KPI 7: Customer Satisfaction (CSAT)
CSAT measures the percentage of customers rating their interaction positively, typically 4-5 on a 5-point scale. While it's a lagging indicator, CSAT correlates strongly with retention, referrals, and revenue—making it essential for understanding the human impact of voice agent performance.
Definition & Calculation
Formula:
CSAT = (Positive ratings (4-5 stars) / Total survey responses) × 100
What it measures: User perception of interaction quality, encompassing accuracy, speed, helpfulness, and overall experience.
Industry Benchmarks
| Level | CSAT Range | Interpretation |
|---|---|---|
| World-class | greater than 85% | Exceptional experience |
| Good | 75-84% | Strong performance |
| Acceptable | 65-74% | Room for improvement |
| Poor | less than 65% | Significant issues |
Critical insight: The 4% of bad calls drove close to 40% of complaints and early hangups. Outlier detection matters more than averages.
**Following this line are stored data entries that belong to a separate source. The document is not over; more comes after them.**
use serde::{Deserialize, Serialize};

use fairshare_core::{GroupId, MemberId};

use crate::member::Member;

/// The ordered member list of one group, as supplied by the membership source.
///
/// The order is the group's stored member order and is load-bearing: equal-split
/// remainder units go to the first members in this order, and the default
/// payer/receiver tie-breaks below follow it. Callers pass a roster explicitly
/// on every engine call; the tie-break rule is this type, not UI incident.
#[derive(Debug, Clone, PartialEq, Eq, Serialize, Deserialize)]
pub struct GroupRoster {
    group_id: GroupId,
    members: Vec<Member>,
}

impl GroupRoster {
    /// Build a roster, preserving order and dropping duplicate ids (first
    /// occurrence wins).
    pub fn new(group_id: GroupId, members: Vec<Member>) -> Self {
        let mut seen: Vec<MemberId> = Vec::with_capacity(members.len());
        let members = members
            .into_iter()
            .filter(|m| {
                if seen.contains(&m.id) {
                    false
                } else {
                    seen.push(m.id);
                    true
                }
            })
            .collect();
        Self { group_id, members }
    }

    pub fn group_id(&self) -> GroupId {
        self.group_id
    }

    pub fn members(&self) -> &[Member] {
        &self.members
    }

    /// Member ids in group order.
    pub fn member_ids(&self) -> impl Iterator<Item = MemberId> + '_ {
        self.members.iter().map(|m| m.id)
    }

    pub fn len(&self) -> usize {
        self.members.len()
    }

    pub fn is_empty(&self) -> bool {
        self.members.is_empty()
    }

    pub fn contains(&self, id: MemberId) -> bool {
        self.members.iter().any(|m| m.id == id)
    }

    /// Default payer for a new expense: the acting user if they are a member,
    /// otherwise the first member in group order.
    pub fn default_payer(&self, me: Option<MemberId>) -> Option<MemberId> {
        me.filter(|id| self.contains(*id))
            .or_else(|| self.members.first().map(|m| m.id))
    }

    /// Default receiver for a settle-up: the first member other than the acting
    /// user, falling back to the first member.
    pub fn default_receiver(&self, me: Option<MemberId>) -> Option<MemberId> {
        self.members
            .iter()
            .find(|m| Some(m.id) != me)
            .or_else(|| self.members.first())
            .map(|m| m.id)
    }
}
//! `fairshare-store` — the boundary to the engine's external collaborators.
//!
//! Membership and persistence are owned elsewhere; this crate defines the
//! traits the engine consumes them through, in-memory implementations for
//! tests and dev, and [`GroupLedgerService`], the application-layer composition
//! (build a record via the allocator, persist it, replay history for reads).

pub mod error;
pub mod expense_store;
pub mod membership;
pub mod service;

pub use error::StoreError;
pub use expense_store::{ExpenseStore, InMemoryExpenseStore};
pub use membership::{InMemoryMembershipSource, MembershipSource};
pub use service::{GroupLedgerService, ServiceError};
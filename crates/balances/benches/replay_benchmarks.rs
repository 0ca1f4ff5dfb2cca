//! Replay throughput: how fast a group's full history folds into a snapshot.

use chrono::NaiveDate;
use criterion::{black_box, criterion_group, criterion_main, Criterion};

use fairshare_balances::compute_balances;
use fairshare_core::{GroupId, MemberId};
use fairshare_expenses::{ExpenseRecord, NewExpense, SplitInput};
use fairshare_groups::{GroupRoster, Member};

fn build_history(members: usize, records: usize) -> (GroupRoster, Vec<ExpenseRecord>) {
    let roster = GroupRoster::new(
        GroupId::new(),
        (0..members)
            .map(|i| Member::new(MemberId::new(), format!("m{i}")))
            .collect(),
    );
    let ids: Vec<_> = roster.member_ids().collect();
    let date = NaiveDate::from_ymd_opt(2025, 1, 1).unwrap();

    let history = (0..records)
        .map(|i| {
            let payer = ids[i % ids.len()];
            ExpenseRecord::create(
                NewExpense {
                    amount: 100 + (i as i64 % 9000),
                    payer,
                    split: SplitInput::Equal,
                    category: "Food".to_string(),
                    description: "bench".to_string(),
                    date,
                    created_by: payer,
                },
                &roster,
            )
            .unwrap()
        })
        .collect();

    (roster, history)
}

fn bench_replay(c: &mut Criterion) {
    let (roster, history) = build_history(6, 5_000);

    c.bench_function("replay_5k_records_6_members", |b| {
        b.iter(|| compute_balances(black_box(&roster), black_box(&history)).unwrap())
    });
}

criterion_group!(benches, bench_replay);
criterion_main!(benches);
use thiserror::Error;

use fairshare_core::{ExpenseId, GroupId};

/// Failure of an external collaborator (membership source or expense store).
#[derive(Debug, Error, Clone, PartialEq, Eq)]
pub enum StoreError {
    #[error("group not found: {0}")]
    GroupNotFound(GroupId),

    #[error("expense not found: {0}")]
    ExpenseNotFound(ExpenseId),

    #[error("expense already recorded: {0}")]
    DuplicateExpense(ExpenseId),

    /// Backend failure (for the in-memory stores: a poisoned lock).
    #[error("storage failure: {0}")]
    Storage(String),
}
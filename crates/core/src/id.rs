//! Strongly-typed identifiers used across the engine.

use core::str::FromStr;
use serde::{Deserialize, Serialize};
use uuid::Uuid;

use crate::error::EngineError;

/// Identifier of a group (the netting boundary).
#[derive(Debug, Copy, Clone, PartialEq, Eq, Hash, Serialize, Deserialize)]
#[serde(transparent)]
pub struct GroupId(Uuid);

/// Identifier of a group member.
#[derive(Debug, Copy, Clone, PartialEq, Eq, Hash, Serialize, Deserialize)]
#[serde(transparent)]
pub struct MemberId(Uuid);

/// Identifier of a recorded expense or settlement.
#[derive(Debug, Copy, Clone, PartialEq, Eq, Hash, Serialize, Deserialize)]
#[serde(transparent)]
pub struct ExpenseId(Uuid);

macro_rules! impl_uuid_newtype {
    ($t:ty, $name:literal) => {
        impl $t {
            /// Create a new identifier.
            ///
            /// Uses UUIDv7 (time-ordered). Prefer passing IDs explicitly in tests
            /// for determinism.
            pub fn new() -> Self {
                Self(Uuid::now_v7())
            }

            pub fn from_uuid(uuid: Uuid) -> Self {
                Self(uuid)
            }

            pub fn as_uuid(&self) -> &Uuid {
                &self.0
            }
        }

        impl Default for $t {
            fn default() -> Self {
                Self::new()
            }
        }

        impl core::fmt::Display for $t {
            fn fmt(&self, f: &mut core::fmt::Formatter<'_>) -> core::fmt::Result {
                core::fmt::Display::fmt(&self.0, f)
            }
        }

        impl From<Uuid> for $t {
            fn from(value: Uuid) -> Self {
                Self(value)
            }
        }

        impl From<$t> for Uuid {
            fn from(value: $t) -> Self {
                value.0
            }
        }

        impl FromStr for $t {
            type Err = EngineError;

            fn from_str(s: &str) -> Result<Self, Self::Err> {
                let uuid = Uuid::from_str(s)
                    .map_err(|e| EngineError::invalid_id(format!("{}: {}", $name, e)))?;
                Ok(Self(uuid))
            }
        }
    };
}

impl_uuid_newtype!(GroupId, "GroupId");
impl_uuid_newtype!(MemberId, "MemberId");
impl_uuid_newtype!(ExpenseId, "ExpenseId");

#[cfg(test)]
mod tests {
    use super::*;

    #[test]
    fn member_id_round_trips_through_display_and_from_str() {
        let id = MemberId::new();
        let parsed: MemberId = id.to_string().parse().unwrap();
        assert_eq!(id, parsed);
    }

    #[test]
    fn from_str_rejects_garbage() {
        let err = "not-a-uuid".parse::<GroupId>().unwrap_err();
        assert!(matches!(err, EngineError::InvalidId(_)));
    }
}
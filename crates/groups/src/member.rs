use serde::{Deserialize, Serialize};

use fairshare_core::{Entity, MemberId};

/// A participant in a group.
///
/// Immutable for the engine's purposes; joins, leaves, and renames are handled
/// by the membership collaborator, which supplies a fresh roster per call.
#[derive(Debug, Clone, PartialEq, Eq, Serialize, Deserialize)]
pub struct Member {
    pub id: MemberId,
    pub display_name: String,
}

impl Member {
    pub fn new(id: MemberId, display_name: impl Into<String>) -> Self {
        Self {
            id,
            display_name: display_name.into(),
        }
    }
}

impl Entity for Member {
    type Id = MemberId;

    fn id(&self) -> &Self::Id {
        &self.id
    }
}
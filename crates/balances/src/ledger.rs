//! The balance fold: full record history -> one snapshot.

use std::collections::HashMap;

use fairshare_core::{EngineResult, MemberId};
use fairshare_expenses::ExpenseRecord;
use fairshare_groups::GroupRoster;

use crate::snapshot::BalanceSnapshot;

/// Fold a group's records into per-member net balances.
///
/// Every roster member starts at 0. Each record credits its payer by the full
/// amount and debits every share holder by their share; the payer's own share
/// simply nets against their credit. Credits and debits cancel unit for unit,
/// so the snapshot is zero-sum by construction.
///
/// The fold is commutative: callers may pass records in any order and get the
/// same snapshot. A record that violates its own invariant fails the whole
/// computation with `CorruptRecord` — a visibly broken record beats a silently
/// wrong balance.
pub fn compute_balances(
    roster: &GroupRoster,
    expenses: &[ExpenseRecord],
) -> EngineResult<BalanceSnapshot> {
    let mut balances: HashMap<MemberId, i64> =
        roster.member_ids().map(|id| (id, 0)).collect();

    for record in expenses {
        record.validate_against(roster)?;

        if let Some(credit) = balances.get_mut(&record.payer) {
            *credit += record.amount;
        }
        for (member, share) in &record.shares {
            if let Some(debit) = balances.get_mut(member) {
                *debit -= share;
            }
        }
    }

    Ok(BalanceSnapshot::new(roster.group_id(), balances))
}
//! `fairshare-balances` — the balance ledger.
//!
//! Balances are a derived view: every read replays the group's full record
//! history through [`compute_balances`]. Recomputation costs a little, but
//! there is no incrementally-maintained state to drift out of sync.

pub mod ledger;
pub mod snapshot;

pub use ledger::compute_balances;
pub use snapshot::BalanceSnapshot;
Alert Thresholds & Failure Modes
| Severity | Threshold | Duration | Action |
|---|---|---|---|
| Warning | less than 70% | 2 weeks | Analyze low-CSAT call patterns |
| Critical | less than 65% | 1 week | Immediate experience review |
Common failure modes:
- Latency frustration — Slow responses create poor experience
- Repetition fatigue — Users forced to repeat themselves
- Misunderstanding impact — Intent errors visible to users
- Tone/empathy gaps — Responses feel robotic or dismissive
Leading indicators: Track sentiment trajectory within calls. Negative sentiment shifts mid-conversation predict low CSAT before surveys.
Remediation Strategies
-
Correlate CSAT with metrics — Link low CSAT to specific patterns: high latency, repetition, misunderstanding, incomplete resolution
-
Monitor user interruptions — Track how often users barge in or speak over the agent—a direct frustration signal
-
Analyze sentiment velocity — Rate of sentiment change indicates conversation quality degradation
How Hamming helps: Hamming's speech-level analysis detects caller frustration, sentiment shifts, emotional cues, pauses, interruptions, and tone changes—evaluating how callers said things, not just what they said.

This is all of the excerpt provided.